*Task details*. Copy exactly, please, each line of the data below until the line that contains "the Sun (kg)." has been copied, beginning at the top.

*Information given*.
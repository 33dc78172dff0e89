//! Physical constants and host distance units.

use crate::types::Meters;
use serde::{Deserialize, Serialize};

/// Speed of light in vacuum (m/s).
pub const C: f64 = 299_792_458.0;

/// G / c², in m/kg.
pub const G_OVER_C_SQUARED: f64 = 7.4214e-28;

/// Mass of the Sun (kg).
pub const SOLAR_MASS: f64 = 1.9891e30;

pub const METERS_PER_KILOMETER: f64 = 1.0e3;
pub const METERS_PER_AU: f64 = 1.495_978_707e11;
pub const METERS_PER_LIGHT_YEAR: f64 = 9.460_730_472_580_8e15;
pub const METERS_PER_PARSEC: f64 = 3.085_677_581_491_367e16;

/// The distance unit the host uses for positions and body radii.
#[derive(Debug, Clone, Copy, Serialize, Deserialize, PartialEq, Eq, Default)]
#[serde(rename_all = "snake_case")]
pub enum DistanceUnit {
    #[default]
    Meters,
    Kilometers,
    AstronomicalUnits,
    LightYears,
    Parsecs,
}

impl DistanceUnit {
    pub fn meters_per_unit(&self) -> f64 {
        match self {
            Self::Meters            => 1.0,
            Self::Kilometers        => METERS_PER_KILOMETER,
            Self::AstronomicalUnits => METERS_PER_AU,
            Self::LightYears        => METERS_PER_LIGHT_YEAR,
            Self::Parsecs           => METERS_PER_PARSEC,
        }
    }

    pub fn to_meters(&self, value: f64) -> Meters {
        value * self.meters_per_unit()
    }
}
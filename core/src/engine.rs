//! The simulation engine: drives the clock from a host and keeps the
//! run log.
//!
//! EXECUTION ORDER per tick (fixed, never reordered):
//!   1. Capture the host frame.
//!   2. Drain the control channel.
//!   3. Advance the clock (messages first, then physics).
//!   4. Persist the tick's events.
//!   5. Snapshot every `snapshot_interval` ticks.
//!   6. Publish the output to the host.
//!
//! RULES:
//!   - Nothing straddles a tick: every step above completes before
//!     control returns to the host scheduler.
//!   - The engine never schedules itself. Callers decide when to tick.

use crate::{
    clock::{AccumulatorState, SimulationClock, TickOutput},
    config::SimConfig,
    error::{SimError, SimResult},
    event::{EventLogEntry, SimEvent},
    host::{ControlChannel, HostBridge, HostFrame, ObserverSample},
    snapshot::SimSnapshot,
    store::SimStore,
    types::{RunId, Seconds, Tick},
};

pub struct SimEngine {
    pub run_id: RunId,
    pub config: SimConfig,
    clock:      SimulationClock,
    store:      SimStore,
}

impl SimEngine {
    pub fn new(run_id: RunId, config: SimConfig, store: SimStore, origin: ObserverSample) -> Self {
        Self {
            clock: SimulationClock::new(&config, origin),
            config,
            store,
            run_id,
        }
    }

    /// Build an engine for a run already registered in the store and
    /// log its initialization at tick 0.
    pub fn build(
        run_id: RunId,
        config: SimConfig,
        store: SimStore,
        origin: ObserverSample,
    ) -> SimResult<Self> {
        if !store.run_exists(&run_id)? {
            return Err(SimError::RunNotInitialized);
        }
        let engine = SimEngine::new(run_id, config, store, origin);
        let init = SimEvent::RunInitialized { run_id: engine.run_id.clone() };
        engine.record(0, "engine", &init)?;
        Ok(engine)
    }

    /// In-memory store, test config, observer at the origin at t=0.
    pub fn build_test(run_id: RunId) -> SimResult<Self> {
        Self::build_test_with(run_id, SimConfig::default_test())
    }

    pub fn build_test_with(run_id: RunId, config: SimConfig) -> SimResult<Self> {
        let store = SimStore::in_memory()?;
        store.migrate()?;
        store.insert_run(&run_id, "0.1.0-test", &serde_json::to_string(&config)?, "test")?;
        Self::build(run_id, config, store, ObserverSample::at_time(0.0))
    }

    /// Rebuild a run from its latest snapshot. `origin` is the host's
    /// current sample; the next tick measures from it.
    pub fn resume(
        run_id: RunId,
        config: SimConfig,
        store: SimStore,
        origin: ObserverSample,
    ) -> SimResult<Self> {
        let (tick, payload) = store
            .latest_snapshot(&run_id)?
            .ok_or_else(|| SimError::SnapshotNotFound { run_id: run_id.clone() })?;
        let snapshot: SimSnapshot = serde_json::from_str(&payload)?;

        // Ticks after the snapshot will be replayed; their old log goes.
        let dropped = store.truncate_events_after(&run_id, tick)?;
        if dropped > 0 {
            log::info!("tick={tick} engine: discarded {dropped} events logged after the snapshot");
        }

        let clock = SimulationClock::restore(&config, snapshot.state, origin);
        let engine = Self { run_id, config, clock, store };
        let resumed = SimEvent::RunResumed { run_id: engine.run_id.clone(), tick };
        engine.record(tick, "engine", &resumed)?;
        log::info!("tick={tick} engine: resumed run {}", engine.run_id);
        Ok(engine)
    }

    pub fn clock(&self) -> &SimulationClock {
        &self.clock
    }

    pub fn state(&self) -> &AccumulatorState {
        self.clock.state()
    }

    pub fn current_tick(&self) -> Tick {
        self.clock.state().tick
    }

    /// Advance one tick from an explicit frame and raw control tokens.
    ///
    /// The clock advances before anything is written. The tick's events
    /// are then stored in one transaction, so on error the log holds
    /// none of them while the in-memory state has already moved on.
    pub fn tick(&mut self, frame: &HostFrame, tokens: &[String]) -> SimResult<TickOutput> {
        let output = self.clock.advance(frame, tokens);

        let entries = output
            .events
            .iter()
            .map(|event| self.log_entry(output.tick, "clock", event))
            .collect::<SimResult<Vec<_>>>()?;
        self.store.append_events(&entries)?;

        if output.tick.is_multiple_of(self.config.snapshot_interval) {
            self.take_snapshot()?;
        }

        Ok(output)
    }

    /// Pull one frame from the host, drain the channel, tick, publish.
    pub fn run_tick<H, C>(&mut self, host: &mut H, channel: &mut C) -> SimResult<TickOutput>
    where
        H: HostBridge,
        C: ControlChannel,
    {
        let frame = host.frame();
        let tokens = channel.drain();
        let output = self.tick(&frame, &tokens)?;
        host.publish(&output);
        Ok(output)
    }

    /// Run n ticks back to back. Returns the last output, if any.
    pub fn run_ticks<H, C>(
        &mut self,
        host: &mut H,
        channel: &mut C,
        n: u64,
    ) -> SimResult<Option<TickOutput>>
    where
        H: HostBridge,
        C: ControlChannel,
    {
        let mut last = None;
        for _ in 0..n {
            last = Some(self.run_tick(host, channel)?);
        }
        Ok(last)
    }

    pub fn inject_earth_offset(&mut self, offset: Seconds) -> SimResult<()> {
        let event = self.clock.inject_earth_offset(offset);
        self.record(self.current_tick(), "engine", &event)
    }

    /// Query events for a specific tick from the store.
    pub fn store_events_for_tick(&self, tick: Tick) -> SimResult<Vec<EventLogEntry>> {
        self.store.events_for_tick(&self.run_id, tick)
    }

    pub fn store_event_count(&self, event_type: &str) -> SimResult<i64> {
        self.store.event_count(&self.run_id, event_type)
    }

    pub fn store_latest_snapshot(&self) -> SimResult<Option<SimSnapshot>> {
        self.store
            .latest_snapshot(&self.run_id)?
            .map(|(_, payload)| serde_json::from_str(&payload).map_err(SimError::from))
            .transpose()
    }

    /// Hand the store back, e.g. to resume the run in a new engine.
    pub fn into_store(self) -> SimStore {
        self.store
    }

    pub fn take_snapshot(&self) -> SimResult<()> {
        let tick = self.current_tick();
        let snapshot = SimSnapshot {
            run_id:      self.run_id.clone(),
            tick,
            state:       self.clock.state().clone(),
            last_sample: self.clock.last_sample(),
        };
        let json = serde_json::to_string(&snapshot)?;
        self.store.save_snapshot(&self.run_id, tick, &json)?;
        log::debug!("Snapshot saved at tick {tick}");
        Ok(())
    }

    fn record(&self, tick: Tick, source: &str, event: &SimEvent) -> SimResult<()> {
        let entry = self.log_entry(tick, source, event)?;
        self.store.append_event(&entry)
    }

    fn log_entry(&self, tick: Tick, source: &str, event: &SimEvent) -> SimResult<EventLogEntry> {
        Ok(EventLogEntry {
            id:         None,
            run_id:     self.run_id.clone(),
            tick,
            source:     source.to_string(),
            event_type: event.type_name().to_string(),
            payload:    serde_json::to_string(event)?,
        })
    }
}
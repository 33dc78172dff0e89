//! Kinematics: velocity and special-relativistic dilation from a
//! measured displacement and the proper time it took.
//!
//! `distance` is measured in the Earth frame; `proper_time` is what the
//! ship's own clock recorded while covering it. Solving
//! `L = v · γ · τ` for `v` gives `v = c / sqrt(1 + (c·τ / L)²)`, which
//! stays below c for every finite input, so no clamping is applied.

use crate::{
    types::{Meters, Seconds},
    units::C,
};
use glam::DVec3;
use serde::{Deserialize, Serialize};

#[derive(Debug, Clone, Copy, Serialize, Deserialize, PartialEq)]
pub struct DilationResult {
    /// Velocity relative to the Earth frame (m/s).
    pub velocity: f64,
    /// Earth-frame seconds elapsed per ship-frame second.
    pub t_earth_rate: f64,
    /// Earth-frame seconds implied by the tick.
    pub t_earth: Seconds,
}

impl DilationResult {
    /// No motion: both clocks agree.
    pub fn at_rest(proper_time: Seconds) -> Self {
        Self { velocity: 0.0, t_earth_rate: 1.0, t_earth: proper_time }
    }

    /// Velocity as a percentage of the speed of light.
    pub fn light_percent(&self) -> f64 {
        self.velocity / C * 100.0
    }
}

/// Displacement and elapsed proper time for one tick.
#[derive(Debug, Clone, Copy, Serialize, Deserialize, PartialEq)]
pub struct TickDelta {
    pub distance: Meters,
    pub delta_t:  Seconds,
}

/// Compute velocity and the Earth/ship rate for one tick.
///
/// `proper_time` must be non-zero; the clock short-circuits
/// zero-length ticks before calling this.
pub fn velocity_and_dilation(distance: Meters, proper_time: Seconds) -> DilationResult {
    if distance == 0.0 {
        return DilationResult::at_rest(proper_time);
    }

    let ratio = C * proper_time / distance;
    let velocity = C / (1.0 + ratio * ratio).sqrt();
    let t_earth = distance / velocity;

    DilationResult {
        velocity,
        t_earth_rate: t_earth / proper_time,
        t_earth,
    }
}

/// Euclidean distance between two host positions, converted to meters.
pub fn displacement(from: DVec3, to: DVec3, meters_per_unit: f64) -> Meters {
    from.distance(to) * meters_per_unit
}
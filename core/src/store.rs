//! SQLite persistence layer: the run log.
//!
//! RULE: Only store.rs talks to the database.
//! The engine calls store methods; the clock never touches SQL.

use rusqlite::{params, Connection, OptionalExtension};
use crate::{
    error::SimResult,
    event::EventLogEntry,
    types::Tick,
};

pub struct SimStore {
    conn: Connection,
}

impl SimStore {
    /// Open (or create) the run database at `path`.
    pub fn open(path: &str) -> SimResult<Self> {
        let conn = Connection::open(path)?;
        // WAL mode: readers don't block the tick loop.
        conn.execute_batch("PRAGMA journal_mode=WAL;")?;
        conn.execute_batch("PRAGMA foreign_keys=ON;")?;
        Ok(Self { conn })
    }

    /// Open an in-memory database (used in tests).
    pub fn in_memory() -> SimResult<Self> {
        let conn = Connection::open_in_memory()?;
        conn.execute_batch("PRAGMA foreign_keys=ON;")?;
        Ok(Self { conn })
    }

    /// Apply all schema migrations in order.
    pub fn migrate(&self) -> SimResult<()> {
        self.conn.execute_batch(include_str!("../../migrations/001_foundation.sql"))?;
        Ok(())
    }

    // ── Run ────────────────────────────────────────────────────

    pub fn insert_run(
        &self,
        run_id: &str,
        version: &str,
        config_json: &str,
        started_at: &str,
    ) -> SimResult<()> {
        self.conn.execute(
            "INSERT INTO run (run_id, version, config, started_at) VALUES (?1, ?2, ?3, ?4)",
            params![run_id, version, config_json, started_at],
        )?;
        Ok(())
    }

    pub fn run_exists(&self, run_id: &str) -> SimResult<bool> {
        let count: i64 = self.conn.query_row(
            "SELECT COUNT(*) FROM run WHERE run_id = ?1",
            params![run_id],
            |row| row.get(0),
        )?;
        Ok(count > 0)
    }

    // ── Event log ──────────────────────────────────────────────

    pub fn append_event(&self, entry: &EventLogEntry) -> SimResult<()> {
        insert_event(&self.conn, entry)
    }

    /// Append a batch of events atomically: all rows land or none do.
    pub fn append_events(&self, entries: &[EventLogEntry]) -> SimResult<()> {
        let tx = self.conn.unchecked_transaction()?;
        for entry in entries {
            insert_event(&tx, entry)?;
        }
        tx.commit()?;
        Ok(())
    }

    /// Drop every event logged after `tick`. Returns the number removed.
    pub fn truncate_events_after(&self, run_id: &str, tick: Tick) -> SimResult<usize> {
        let removed = self.conn.execute(
            "DELETE FROM event_log WHERE run_id = ?1 AND tick > ?2",
            params![run_id, tick as i64],
        )?;
        Ok(removed)
    }

    pub fn events_for_tick(&self, run_id: &str, tick: Tick) -> SimResult<Vec<EventLogEntry>> {
        let mut stmt = self.conn.prepare(
            "SELECT id, run_id, tick, source, event_type, payload
             FROM event_log WHERE run_id = ?1 AND tick = ?2
             ORDER BY id ASC"
        )?;
        let entries = stmt.query_map(params![run_id, tick as i64], |row| {
            Ok(EventLogEntry {
                id:         Some(row.get(0)?),
                run_id:     row.get(1)?,
                tick:       row.get::<_, i64>(2)? as u64,
                source:     row.get(3)?,
                event_type: row.get(4)?,
                payload:    row.get(5)?,
            })
        })?.collect::<Result<Vec<_>, _>>()?;
        Ok(entries)
    }

    pub fn event_count(&self, run_id: &str, event_type: &str) -> SimResult<i64> {
        let count = self.conn.query_row(
            "SELECT COUNT(*) FROM event_log WHERE run_id = ?1 AND event_type = ?2",
            params![run_id, event_type],
            |row| row.get(0),
        )?;
        Ok(count)
    }

    // ── Snapshot ───────────────────────────────────────────────

    pub fn save_snapshot(&self, run_id: &str, tick: Tick, payload: &str) -> SimResult<()> {
        self.conn.execute(
            "INSERT OR REPLACE INTO snapshot (run_id, tick, payload) VALUES (?1, ?2, ?3)",
            params![run_id, tick as i64, payload],
        )?;
        Ok(())
    }

    pub fn latest_snapshot(&self, run_id: &str) -> SimResult<Option<(Tick, String)>> {
        let result = self.conn.query_row(
            "SELECT tick, payload FROM snapshot
             WHERE run_id = ?1
             ORDER BY tick DESC LIMIT 1",
            params![run_id],
            |row| Ok((row.get::<_, i64>(0)? as u64, row.get::<_, String>(1)?)),
        ).optional()?;
        Ok(result)
    }
}

fn insert_event(conn: &Connection, entry: &EventLogEntry) -> SimResult<()> {
    conn.execute(
        "INSERT INTO event_log (run_id, tick, source, event_type, payload)
         VALUES (?1, ?2, ?3, ?4, ?5)",
        params![
            entry.run_id,
            entry.tick as i64,
            entry.source,
            entry.event_type,
            entry.payload,
        ],
    )?;
    Ok(())
}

*Problem solution*.
repository 33dc78172dff0e89
//! Physical constants and host distance units.

use crate::types::Meters;
use serde::{Deserialize, Serialize};

/// Speed of light in vacuum (m/s).
pub const C: f64 = 299_792_458.0;

/// G / c², in m/kg.
pub const G_OVER_C_SQUARED: f64 = 7.4214e-28;

/// Mass of the Sun (kg).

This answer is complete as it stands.